> Exercise instructions: Scan the records below for the string "named" and return every line where it appears.

Dataset excerpts:
○ ○ ○ ○
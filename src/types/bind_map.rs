use crate::types::SqlValue;

/// Ordered association of named placeholders to the values bound for them.
///
/// Keys are stored with their `:` sentinel, so `"id"` and `":id"` name the
/// same entry. Insertion order is preserved; re-inserting a key replaces its
/// value in place.
#[derive(Debug, Clone, Default, PartialEq)]
pub struct BindMap {
    entries: Vec<(String, SqlValue)>,
}

impl BindMap {
    pub fn new() -> Self {
        Self::default()
    }

    /// Add a named value, builder style.
    pub fn with(mut self, name: &str, value: impl Into<SqlValue>) -> Self {
        self.insert(name, value);
        self
    }

    /// Insert or replace a named value.
    pub fn insert(&mut self, name: &str, value: impl Into<SqlValue>) {
        let key = placeholder_key(name);
        let value = value.into();
        match self.entries.iter_mut().find(|(k, _)| *k == key) {
            Some(entry) => entry.1 = value,
            None => self.entries.push((key, value)),
        }
    }

    pub fn get(&self, name: &str) -> Option<&SqlValue> {
        let key = placeholder_key(name);
        self.entries.iter().find(|(k, _)| *k == key).map(|(_, v)| v)
    }

    pub fn contains(&self, name: &str) -> bool {
        self.get(name).is_some()
    }

    /// Placeholder names, sentinel included, in insertion order.
    pub fn keys(&self) -> impl Iterator<Item = &str> {
        self.entries.iter().map(|(k, _)| k.as_str())
    }

    pub fn iter(&self) -> impl Iterator<Item = (&str, &SqlValue)> {
        self.entries.iter().map(|(k, v)| (k.as_str(), v))
    }

    pub fn len(&self) -> usize {
        self.entries.len()
    }

    pub fn is_empty(&self) -> bool {
        self.entries.is_empty()
    }
}

impl<K: AsRef<str>, V: Into<SqlValue>> FromIterator<(K, V)> for BindMap {
    fn from_iter<I: IntoIterator<Item = (K, V)>>(iter: I) -> Self {
        let mut map = BindMap::new();
        for (k, v) in iter {
            map.insert(k.as_ref(), v);
        }
        map
    }
}

impl<K: AsRef<str>, V: Into<SqlValue>, const N: usize> From<[(K, V); N]> for BindMap {
    fn from(entries: [(K, V); N]) -> Self {
        entries.into_iter().collect()
    }
}

fn placeholder_key(name: &str) -> String {
    if name.starts_with(':') {
        name.to_string()
    } else {
        format!(":{}", name)
    }
}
○ ○ ○ ○
> Task response:
/// Ordered association of named placeholders to the values bound for them.
    /// Add a named value, builder style.
    /// Insert or replace a named value.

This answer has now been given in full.